El Comercio

«Deberíamos reducir drásticamente nuestros niveles de consumo»

  • FORO SOLIDARIO

  • Pablo Martínez Osés, de la Alianza Española contra la Pobreza, asegura que medir el progreso por el desarrollo económico está «desfasado» y pide cambios en las políticas

Pablo Martínez Osés pidió ayer a los ciudadanos que se informen para incorporar medidas en su día a día relacionadas con el consumo o la educación de sus hijos que contribuyan a un mundo más sostenible en un contexto de globalización en el que las políticas de algunos países contribuyen a sociedades más justas en otros.

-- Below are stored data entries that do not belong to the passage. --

use std::fmt;

use crate::dom::document::Document;
use crate::dom::node::{FieldRole, NodeId};
use crate::error::GarlicError;
use crate::storage::store::NAMESPACE;

/// Separator between path segments, and between route and path.
pub const DELIMITER: char = '>';

/// Storage key identifying a field's persistence slot.
///
/// Shape: `garlic:<origin><route>>form.<name>[:eq(x)]>...>input.<name>[:eq(y)]`
#[derive(Debug, Clone, PartialEq, Eq, Hash, PartialOrd, Ord)]
pub struct PathKey(String);

impl PathKey {
    pub fn as_str(&self) -> &str {
        &self.0
    }
}

impl fmt::Display for PathKey {
    fn fmt(&self, f: &mut fmt::Formatter<'_>) -> fmt::Result {
        f.write_str(&self.0)
    }
}

/// Resolve a selection that must contain exactly one node.
pub fn resolve(doc: &Document, selection: &[NodeId]) -> Result<PathKey, GarlicError> {
    match selection {
        [single] => resolve_node(doc, *single),
        _ => Err(GarlicError::UnresolvablePath(format!(
            "selection matched {} nodes, expected exactly 1",
            selection.len()
        ))),
    }
}

pub fn resolve_selector(doc: &Document, selector: &str) -> Result<PathKey, GarlicError> {
    resolve(doc, &doc.select(selector)?)
}

/// Build the key for `field` by walking its ancestors up to the
/// enclosing form.
///
/// Only `form`, `input`, `select` and `textarea` contribute segments, except
/// for checkboxes: they often share a name and an index within their direct
/// parent, so every wrapper on the way up is kept to tell them apart.
/// Radios never get an index so all radios of a group share one key.
pub fn resolve_node(doc: &Document, field: NodeId) -> Result<PathKey, GarlicError> {
    if doc.node(field).is_none() {
        return Err(GarlicError::UnknownNode(field.0));
    }

    let full_path = doc.role(field) == FieldRole::Checkbox;
    if !full_path && !is_addressable(doc.tag(field)) {
        return Err(GarlicError::UnresolvablePath(format!(
            "node #{} <{}> is not a form control",
            field.0,
            doc.tag(field)
        )));
    }

    let mut segments: Vec<String> = Vec::new();
    let mut current = Some(field);

    while let Some(node_id) = current {
        let tag = doc.tag(node_id);
        if tag.is_empty() {
            return Err(GarlicError::UnresolvablePath(format!(
                "unnamed node #{} above field #{}",
                node_id.0, field.0
            )));
        }

        if !full_path && !is_addressable(tag) {
            current = doc.parent(node_id);
            continue;
        }

        segments.push(segment(doc, node_id));

        if tag == "form" {
            break;
        }
        current = doc.parent(node_id);
    }

    segments.reverse();
    let path = segments.join(&DELIMITER.to_string());

    Ok(PathKey(format!(
        "{}{}{}{}{}",
        NAMESPACE,
        doc.origin(),
        doc.route(),
        DELIMITER,
        path
    )))
}

fn is_addressable(tag: &str) -> bool {
    matches!(tag, "form" | "input" | "select" | "textarea")
}

/// `tag[.name][:eq(i)]`
fn segment(doc: &Document, id: NodeId) -> String {
    let mut segment = doc.tag(id).to_string();

    if let Some(name) = doc.attr(id, "name") {
        segment.push('.');
        segment.push_str(name);
    }

    let siblings = doc.same_tag_siblings(id);
    if siblings.len() > 1 && doc.role(id) != FieldRole::Radio {
        if let Some(index) = siblings.iter().position(|s| *s == id) {
            segment.push_str(&format!(":eq({})", index));
        }
    }

    segment
}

El miembro del colectivo La Mundial y de la Alianza Española contra la pobreza, se significó así momentos antes de pronunciar su charla en el Foro Solidario de Avilés.

Afianzó su petición tras explicar que este acceso universal «significa, entre otras cosas, que los objetivos de desarrollo están relacionados entre sí. Hay una agenda de actuación para todos, no solo para los países pobres». Y señaló que las claves de las transformaciones que plantea la agenda diseñada en la ONU para llevar a cabo de 2015 a 2030 «nos exigen vigilar cada objetivo y establecer relaciones entre uno y otro».

Las transformaciones necesarias «exigen cambios en las relaciones de poder», por lo que realizó un «llamamiento al poder político y al ciudadano». Eso sí, «no podemos cargar a los segundos con la responsabilidad, pero sí pedirles que exijan políticas públicas en esta dirección». Y puso como ejemplo la aprobación de la Ley de Matrimonio Homosexual en España, que «ha facilitado que legisladores de otros lugares se hayan visto capacitados para dar un paso adelante. Es un ejemplo de políticas que tienen impacto fuera de las fronteras».

Afirmó que «no son buenos tiempos para la idea de ciudadanía en tanto que personas como sujetos de derechos. Hay presiones muy fuertes que tratan de convertirnos solo en consumidores y que toda nuestra presión se haga a través del consumo». Una tendencia peligrosa porque, como recoge la propia agenda de la ONU, «deberíamos reducir drásticamente nuestros niveles de consumo». Sabe que los políticos «tienen información más que suficiente» sobre esto «pero no se atreven a defenderla en una campaña política». Considera que está «desfasado» medir el progreso de las sociedades por su crecimiento económico porque estamos asistiendo «a un cambio de época y de valores».